From the entries below, gather each line containing the word "exists".

*** DATA PROVIDED ***

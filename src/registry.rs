//! Watch registry
//!
//! Owns every watch registered for the configured targets and the two indices that tie a
//! low-level handle back to the logical backup unit it belongs to:
//!
//! - handle → watched path (with a reverse path → handle lookup)
//! - base path → set of handles
//!
//! The indices are only touched through [`WatchRegistry::insert`] and
//! [`WatchRegistry::forget`], which always update both sides together.

use crate::config::{Target, TargetKind};
use crate::error::{Result, SyncError};
use crate::events::{EventMask, RawEvent, WatchHandle};
use crate::source::NotificationSource;
use std::collections::{BTreeMap, BTreeSet, HashMap};
use std::ffi::OsStr;
use std::fmt;
use std::path::{Path, PathBuf};
use tracing::{debug, info, warn};
use walkdir::WalkDir;

/// Top-level configured path grouping all watches beneath it
#[derive(Debug, Clone, PartialEq, Eq, Hash, PartialOrd, Ord)]
pub struct BasePath(PathBuf);

impl BasePath {
	pub fn new(path: impl Into<PathBuf>) -> Self {
		Self(path.into())
	}

	pub fn as_path(&self) -> &Path {
		&self.0
	}
}

impl AsRef<Path> for BasePath {
	fn as_ref(&self) -> &Path {
		&self.0
	}
}

impl fmt::Display for BasePath {
	fn fmt(&self, f: &mut fmt::Formatter<'_>) -> fmt::Result {
		write!(f, "{}", self.0.display())
	}
}

/// Outcome of a registration pass
#[derive(Debug, Clone, Default, PartialEq, Eq)]
pub struct RegistryBuildReport {
	/// Number of watches registered
	pub watched: usize,
	/// Paths that could not be watched
	pub skipped: Vec<PathBuf>,
}

impl RegistryBuildReport {
	pub fn merge(&mut self, other: RegistryBuildReport) {
		self.watched += other.watched;
		self.skipped.extend(other.skipped);
	}

	pub fn is_clean(&self) -> bool {
		self.skipped.is_empty()
	}
}

#[derive(Debug, Clone)]
struct WatchEntry {
	path: PathBuf,
	base: BasePath,
}

pub struct WatchRegistry<S: NotificationSource> {
	source: S,
	entries: HashMap<WatchHandle, WatchEntry>,
	by_path: HashMap<PathBuf, WatchHandle>,
	groups: BTreeMap<BasePath, BTreeSet<WatchHandle>>,
	/// Trees never watched, so writes to the backup do not feed back as changes
	excluded: Vec<PathBuf>,
}

impl<S: NotificationSource> WatchRegistry<S> {
	pub fn new(source: S) -> Self {
		Self {
			source,
			entries: HashMap::new(),
			by_path: HashMap::new(),
			groups: BTreeMap::new(),
			excluded: Vec::new(),
		}
	}

	/// Never watch `path` or anything below it. Applies from the next registration on.
	pub fn exclude(&mut self, path: impl Into<PathBuf>) {
		self.excluded.push(path.into());
	}

	fn is_excluded(&self, path: &Path) -> bool {
		self.excluded.iter().any(|excluded| path.starts_with(excluded))
	}

	/// Discard every watch and register the given targets from scratch.
	///
	/// Directory targets get one watch per directory in their subtree, root included. File
	/// targets get a single watch. Paths that vanish during the walk are skipped and reported.
	pub fn rebuild(&mut self, targets: &[Target]) -> RegistryBuildReport {
		let stale: Vec<WatchHandle> = self.entries.keys().copied().collect();
		for handle in stale {
			self.source.remove_watch(handle);
		}
		self.entries.clear();
		self.by_path.clear();
		self.groups.clear();

		let mut report = RegistryBuildReport::default();
		for target in targets {
			let base = BasePath::new(&target.path);
			self.groups.entry(base.clone()).or_default();

			let target_report = match target.kind {
				TargetKind::Directory if target.path.is_dir() => {
					self.register_tree(&target.path, &base)
				}
				TargetKind::Directory => {
					warn!(
						"Directory target {} is not a directory, watching the path itself",
						target.path.display()
					);
					self.register(&target.path, &base)
				}
				TargetKind::File => self.register(&target.path, &base),
			};

			debug!(
				"Target {}: {} watches, {} skipped",
				base,
				target_report.watched,
				target_report.skipped.len()
			);
			report.merge(target_report);
		}

		info!(
			"Watch registry rebuilt: {} targets, {} watches, {} skipped",
			targets.len(),
			report.watched,
			report.skipped.len()
		);
		report
	}

	/// Base path owning `handle`
	pub fn resolve_base_path(&self, handle: WatchHandle) -> Result<BasePath> {
		self.entries
			.get(&handle)
			.map(|entry| entry.base.clone())
			.ok_or(SyncError::UnknownHandle { handle })
	}

	/// Re-register the path of an invalidated handle under `base`.
	///
	/// The old handle is always released. A fresh watch is only registered when the path
	/// still exists; a vanished path is dropped. Calling this for a handle that is no longer
	/// tracked does nothing.
	pub fn retrack(&mut self, handle: WatchHandle, base: &BasePath) -> RegistryBuildReport {
		let Some(entry) = self.forget(handle) else {
			return RegistryBuildReport::default();
		};
		self.source.remove_watch(handle);

		if !entry.path.exists() {
			debug!("Dropping watch {} for vanished path {}", handle, entry.path.display());
			return RegistryBuildReport::default();
		}

		let report = if entry.path.is_dir() {
			self.register_tree(&entry.path, base)
		} else {
			self.register(&entry.path, base)
		};
		info!(
			"Re-established watch on {} under {} ({} watches)",
			entry.path.display(),
			base,
			report.watched
		);
		report
	}

	/// Cover a directory that appeared inside the directory watched by `handle`
	pub fn track_new_directory(
		&mut self, handle: WatchHandle, name: &OsStr,
	) -> Result<RegistryBuildReport> {
		let entry = self
			.entries
			.get(&handle)
			.cloned()
			.ok_or(SyncError::UnknownHandle { handle })?;
		let path = entry.path.join(name);

		if !path.is_dir() {
			return Ok(RegistryBuildReport::default());
		}

		let report = self.register_tree(&path, &entry.base);
		if report.watched > 0 {
			info!("Watching new directory {} under {}", path.display(), entry.base);
		}
		Ok(report)
	}

	/// Drain queued notifications from the underlying source without blocking
	pub fn drain(&mut self, max_events: usize) -> Vec<RawEvent> {
		self.source.drain_events(max_events)
	}

	pub fn watch_count(&self) -> usize {
		self.entries.len()
	}

	pub fn contains(&self, handle: WatchHandle) -> bool {
		self.entries.contains_key(&handle)
	}

	pub fn path_of(&self, handle: WatchHandle) -> Option<&Path> {
		self.entries.get(&handle).map(|entry| entry.path.as_path())
	}

	pub fn handle_for(&self, path: &Path) -> Option<WatchHandle> {
		self.by_path.get(path).copied()
	}

	pub fn base_paths(&self) -> impl Iterator<Item = &BasePath> {
		self.groups.keys()
	}

	pub fn handles_for(&self, base: &BasePath) -> Option<&BTreeSet<WatchHandle>> {
		self.groups.get(base)
	}

	pub fn source(&self) -> &S {
		&self.source
	}

	pub fn source_mut(&mut self) -> &mut S {
		&mut self.source
	}

	fn register_tree(&mut self, root: &Path, base: &BasePath) -> RegistryBuildReport {
		let mut report = RegistryBuildReport::default();

		let excluded = self.excluded.clone();
		let walker = WalkDir::new(root)
			.follow_links(false)
			.into_iter()
			.filter_entry(|entry| !excluded.iter().any(|path| entry.path().starts_with(path)));
		for entry in walker {
			match entry {
				Ok(entry) if entry.file_type().is_dir() => {
					report.merge(self.register(entry.path(), base));
				}
				Ok(_) => {}
				Err(e) => {
					debug!("Skipping unreadable entry during walk: {}", e);
					if let Some(path) = e.path() {
						report.skipped.push(path.to_path_buf());
					}
				}
			}
		}

		report
	}

	fn register(&mut self, path: &Path, base: &BasePath) -> RegistryBuildReport {
		let mut report = RegistryBuildReport::default();

		// Nested targets: the first base path to claim a directory keeps it
		if self.by_path.contains_key(path) {
			return report;
		}

		if self.is_excluded(path) {
			warn!("Not watching {}, it lies inside the backup repository", path.display());
			report.skipped.push(path.to_path_buf());
			return report;
		}

		match self.source.add_watch(path, EventMask::WATCH) {
			Ok(handle) => {
				debug!("Watch {} added for {} under {}", handle, path.display(), base);
				self.insert(handle, path.to_path_buf(), base.clone());
				report.watched += 1;
			}
			Err(SyncError::WatchTargetMissing { path }) => {
				debug!("Path vanished before it could be watched: {}", path.display());
				report.skipped.push(path);
			}
			Err(e) => {
				warn!("Failed to watch {}: {}", path.display(), e);
				report.skipped.push(path.to_path_buf());
			}
		}

		report
	}

	fn insert(&mut self, handle: WatchHandle, path: PathBuf, base: BasePath) {
		self.by_path.insert(path.clone(), handle);
		self.groups.entry(base.clone()).or_default().insert(handle);
		self.entries.insert(handle, WatchEntry { path, base });
	}

	fn forget(&mut self, handle: WatchHandle) -> Option<WatchEntry> {
		let entry = self.entries.remove(&handle)?;
		if self.by_path.get(&entry.path) == Some(&handle) {
			self.by_path.remove(&entry.path);
		}
		if let Some(group) = self.groups.get_mut(&entry.base) {
			group.remove(&handle);
		}
		Some(entry)
	}
}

*** End of DATA PROVIDED ***

● **OUTPUT FOR THIS EXERCISE**
	/// still exists; a vanished path is dropped. Calling this for a handle that is no longer
		if !entry.path.exists() {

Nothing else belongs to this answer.